The team of scientists - from the Australian National University and the CSIRO - extracted mitochrondrial DNA (mtDNA) from the skeleton and compared it with mtDNA from the bones of nine other ancient Australians from 8000 to 15,000 years ago, 45 indigenous Australians still living, 3400 people from populations around the globe, two Neanderthals, a pygmy chimp, a common chimp and a partridge in a pear tree.

Oops, well not the partridge. I got a bit carried away there. But all the others were matched.

It's bloody marvellous, isn't it?

Forensic people couldn't get the DNA testing right in the O.J. Simpson murder trial in the United States and that was a tad more recent.

Now we can date the remains of someone who might be 60,000 years old.

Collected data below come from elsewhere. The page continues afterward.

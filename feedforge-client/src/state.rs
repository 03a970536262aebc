//! Connection lifecycle state machine.

/// States of one logical connection's lifecycle.
///
/// The happy path walks `Idle` through the connect ladder to `Streaming`.
/// Any transport failure lands in `Failed`, then `ReconnectWait` schedules
/// re-entry at `Resolving`; when a stop is pending instead, the
/// session moves through `Closing` to the terminal `Closed`.
#[derive(Debug, Clone, Copy, PartialEq, Eq)]
pub enum SessionState {
    /// Created, not yet started.
    Idle,
    /// Resolving the endpoint host.
    Resolving,
    /// TCP connect in flight.
    Connecting,
    /// TLS handshake in flight.
    TlsHandshaking,
    /// WebSocket upgrade in flight.
    ProtocolHandshaking,
    /// Flushing durable subscriptions after handshake.
    Subscribing,
    /// Reading frames.
    Streaming,
    /// A transport step failed.
    Failed,
    /// Waiting out the reconnect delay.
    ReconnectWait,
    /// Explicit stop in progress, bounded-time clean close.
    Closing,
    /// Terminal. Accepts no further transitions.
    Closed,
}

impl SessionState {
    /// Returns true for the states of the connect ladder, `Resolving`
    /// through `Streaming`.
    #[must_use]
    pub fn is_connect_phase(&self) -> bool {
        matches!(
            self,
            SessionState::Resolving
                | SessionState::Connecting
                | SessionState::TlsHandshaking
                | SessionState::ProtocolHandshaking
                | SessionState::Subscribing
                | SessionState::Streaming
        )
    }

    /// Returns true for the terminal state.
    #[must_use]
    pub fn is_terminal(&self) -> bool {
        matches!(self, SessionState::Closed)
    }
}

/// Pure transition core of the session lifecycle.
///
/// Holds no transport state, so every transition rule is testable without
/// a socket; the async session driver feeds it events and publishes the
/// resulting states.
#[derive(Debug)]
pub struct SessionFsm {
    state: SessionState,
    stop_pending: bool,
}

impl SessionFsm {
    /// Creates the machine in `Idle`.
    #[must_use]
    pub fn new() -> Self {
        Self {
            state: SessionState::Idle,
            stop_pending: false,
        }
    }

    /// Returns the current state.
    #[must_use]
    pub fn state(&self) -> SessionState {
        self.state
    }

    /// Returns true once a stop has been requested.
    #[must_use]
    pub fn stop_pending(&self) -> bool {
        self.stop_pending
    }

    /// Begins a connection attempt: entry to `Resolving`.
    ///
    /// Covers both the initial start and re-entry after the reconnect
    /// timer fires. Ignored once stopping.
    pub fn on_attempt(&mut self) -> SessionState {
        if !self.halted() {
            self.state = SessionState::Resolving;
        }
        self.state
    }

    /// Records entry into a connect-ladder phase.
    ///
    /// Non-ladder targets and events arriving while stopping are ignored,
    /// so a connector reporting progress can never resurrect a closing
    /// session.
    pub fn on_phase(&mut self, phase: SessionState) -> SessionState {
        if !self.halted() && phase.is_connect_phase() {
            self.state = phase;
        }
        self.state
    }

    /// A transport step failed.
    pub fn on_failure(&mut self) -> SessionState {
        if !self.halted() {
            self.state = SessionState::Failed;
        }
        self.state
    }

    /// A reconnect delay was scheduled: `Failed` to `ReconnectWait`, or
    /// straight to `Closing` when a stop is already pending.
    pub fn on_retry_scheduled(&mut self) -> SessionState {
        if self.state != SessionState::Closed {
            self.state = if self.stop_pending {
                SessionState::Closing
            } else {
                SessionState::ReconnectWait
            };
        }
        self.state
    }

    /// Explicit stop request. Suppresses any further reconnect.
    pub fn on_stop(&mut self) -> SessionState {
        self.stop_pending = true;
        if self.state != SessionState::Closed {
            self.state = SessionState::Closing;
        }
        self.state
    }

    /// Shutdown finished. Terminal.
    pub fn on_closed(&mut self) -> SessionState {
        self.state = SessionState::Closed;
        self.state
    }

    fn halted(&self) -> bool {
        matches!(self.state, SessionState::Closing | SessionState::Closed)
    }
}

impl Default for SessionFsm {
    fn default() -> Self {
        Self::new()
    }
}

#[cfg(test)]
mod tests {
    use super::*;

    fn streaming_fsm() -> SessionFsm {
        let mut fsm = SessionFsm::new();
        fsm.on_attempt();
        for phase in [
            SessionState::Connecting,
            SessionState::TlsHandshaking,
            SessionState::ProtocolHandshaking,
            SessionState::Subscribing,
            SessionState::Streaming,
        ] {
            fsm.on_phase(phase);
        }
        fsm
    }

    #[test]
    fn test_connect_ladder_reaches_streaming() {
        let fsm = streaming_fsm();
        assert_eq!(fsm.state(), SessionState::Streaming);
    }

    #[test]
    fn test_streaming_failure_walks_reconnect_cycle() {
        let mut fsm = streaming_fsm();
        assert_eq!(fsm.on_failure(), SessionState::Failed);
        assert_eq!(fsm.on_retry_scheduled(), SessionState::ReconnectWait);
        assert_eq!(fsm.on_attempt(), SessionState::Resolving);
    }

    #[test]
    fn test_stop_during_reconnect_wait_never_resolves_again() {
        let mut fsm = streaming_fsm();
        fsm.on_failure();
        fsm.on_retry_scheduled();
        assert_eq!(fsm.state(), SessionState::ReconnectWait);

        assert_eq!(fsm.on_stop(), SessionState::Closing);
        // A late timer event must not re-enter the ladder.
        assert_eq!(fsm.on_attempt(), SessionState::Closing);
        assert_eq!(fsm.on_closed(), SessionState::Closed);
    }

    #[test]
    fn test_closed_is_terminal() {
        let mut fsm = SessionFsm::new();
        fsm.on_stop();
        fsm.on_closed();
        assert_eq!(fsm.on_attempt(), SessionState::Closed);
        assert_eq!(fsm.on_failure(), SessionState::Closed);
        assert_eq!(fsm.on_retry_scheduled(), SessionState::Closed);
        assert_eq!(fsm.on_phase(SessionState::Streaming), SessionState::Closed);
        assert!(fsm.state().is_terminal());
    }

    #[test]
    fn test_failure_with_stop_pending_goes_to_closing() {
        let mut fsm = streaming_fsm();
        fsm.on_stop();
        // Stop raced with a transport failure: no reconnect is scheduled.
        fsm.on_retry_scheduled();
        assert_eq!(fsm.state(), SessionState::Closing);
    }

    #[test]
    fn test_phase_rejects_non_ladder_targets() {
        let mut fsm = SessionFsm::new();
        fsm.on_attempt();
        assert_eq!(fsm.on_phase(SessionState::Failed), SessionState::Resolving);
        assert_eq!(fsm.on_phase(SessionState::Closed), SessionState::Resolving);
    }

    #[test]
    fn test_connect_phase_predicate() {
        assert!(SessionState::Resolving.is_connect_phase());
        assert!(SessionState::Streaming.is_connect_phase());
        assert!(!SessionState::Failed.is_connect_phase());
        assert!(!SessionState::Idle.is_connect_phase());
    }
}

What's more, they'd be able to tell where his iron ball was made had he had an iron ball.

When I was a boy, our school history books weren't the only books that, I know now with the benefit of hindsight, were clearly deficient.

Our science books made no mention of DNA testing for age either.

Had the technology existed, I am sure we would have tried to extract a DNA sample from one of our classmates, a big, dumb kid we called Man Drongo, to see how old he really was.

Man Drongo claimed to be the same age as us but looked much older and we suspected he had been kept back because of poor grades at least nine times.

We learnt the hard way that you never mixed Bunsen burners, combustible chemicals and Man Drongo together.

He never did seem to get the hang of arithmetic either.

The poor clod just could not add up.

He kept forgetting to carry the one, and consequently ended up with outrageously high figures for fairly low equations.

I sometimes wonder what happened to Man Drongo.

In our final year of high school we voted him the Boy Most Likely To Become a Rugby League Player or a Grave Digger.

Someone said recently, however, he had kicked on to become a scientist.

No kidding, I said!

That couldn't be right?

"Yes it is," said my informant. "Here in Canberra, too."

What would the odds of that be, eh? 60,000 to one?

If you'd bet on that, you'd probably still be stupid enough to believe the British were the first people to settle in Australia.